Just make sure you are saved by the blood of Jesus, and obey His commandments. Then you will have the mind of God throughout eternity, and have a detailed understanding of how all this stuff works.
You dont know the power of the dark side
Have you ever wondered if the CAT in the box wonders if YOU exist? Esp at FEEDING TIME? Really though, your questions are answered at cheniere.org as to vacuum energy and how its tapped by the MEG. If you want to hear how time and gravity are over running matter wave energy I can fill in the blanks for you. W=P
What is it about dark matter that exists only in the deepest recesses of the universe? Like superstrings in multi-dimesional matrices, energertically closed to us here and now. Very compelling. Though theory without experiment remains theory.
I was hoping in my older age, I would not find this interesting.

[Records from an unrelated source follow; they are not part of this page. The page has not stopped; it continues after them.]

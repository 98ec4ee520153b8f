//! Authorisation collaborator — the exchange shape, not the cryptography.
//!
//! The captain authenticates to a freshly connected home hub through an
//! [`Authorizer`]. Only the operation shape matters here: `authorize`
//! starts the exchange on the given terminal and hands back an
//! [`AuthOperation`] whose `ended` signal resolves with the final word.
//! An explicit ack means success; anything else is a failure.

use std::sync::Arc;

use tokio::sync::oneshot;

use crate::error::FlowError;
use crate::terminal::Terminal;

/// A running authorisation exchange.
pub struct AuthOperation {
    /// Resolves once the exchange is over. [`FlowError::is_ok`] on the
    /// value distinguishes acknowledged success from failure.
    pub ended: oneshot::Receiver<FlowError>,
}

impl AuthOperation {
    /// Pair an operation with the sender that completes it. Useful for
    /// implementations and test stubs.
    pub fn pending() -> (oneshot::Sender<FlowError>, Self) {
        let (tx, rx) = oneshot::channel();
        (tx, Self { ended: rx })
    }
}

/// Starts authorisation exchanges over terminals.
pub trait Authorizer: Send + Sync {
    /// Begin authenticating over `terminal`. Fails early when the exchange
    /// cannot even start.
    fn authorize_to_terminal(&self, terminal: &Arc<Terminal>) -> Result<AuthOperation, FlowError>;
}
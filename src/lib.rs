//! Fairway — the core relay fabric of a privacy-preserving overlay network.
//!
//! A mesh of cooperating relay nodes (hubs) carries user traffic through
//! multi-hop tunnels. This crate implements the fabric between them:
//!
//! 1. **Cranes** — duplex logical pipes between two hubs, multiplexing many
//!    independent flows over one connection with framing, batching and
//!    strict priority for control traffic.
//! 2. **Terminals** — the per-flow endpoints inside a crane: typed
//!    messages, lifecycle states, idle reaping and structured flow errors,
//!    all admission-controlled by a shared unit scheduler.
//! 3. **The navigator** — a policy-scored map of known hubs producing home
//!    hub candidates, lane suggestions and routes.
//!
//! The **captain** orchestrates the three: it picks a home hub, bootstraps
//! the map over gossip, and periodically re-optimises the lane topology.
//!
//! Sockets, TLS, authorisation cryptography and the module lifecycle
//! harness stay outside; they reach the fabric through the collaborator
//! traits in [`captain`], [`access`] and [`netenv`].

pub mod access;
pub mod captain;
pub mod codec;
pub mod crane;
pub mod docks;
pub mod error;
pub mod hub;
pub mod intel;
pub mod mailbox;
pub mod metrics;
pub mod msg;
pub mod navigator;
pub mod netenv;
pub mod ops;
pub mod payload;
pub mod terminal;
pub mod unit;

pub use crane::{Crane, CraneOpts, CraneTransport};
pub use error::{FlowError, FlowErrorKind};
pub use hub::{Hub, HubId};
pub use msg::{Msg, MsgKind};
pub use navigator::Map;
pub use terminal::{Terminal, TerminalOpts, TerminalState};
pub use unit::{Scheduler, SchedulerConfig, Unit};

Fudge is dark. Dark matter + dark energy = fudge factor.
And theory with experiment (or observation of a predicted phenomenon) remains theory. Although, the more supporting experiments and observations there are, the more confidence we have in the theory.
Thanks for the ping!
Dark energy is what everybody feels in the morning when they don't want to get up and go to work. Out in space there is more of it because God's work isn't done...
Ironic, because Einstein called the cosmological constant the biggest mistake of his career.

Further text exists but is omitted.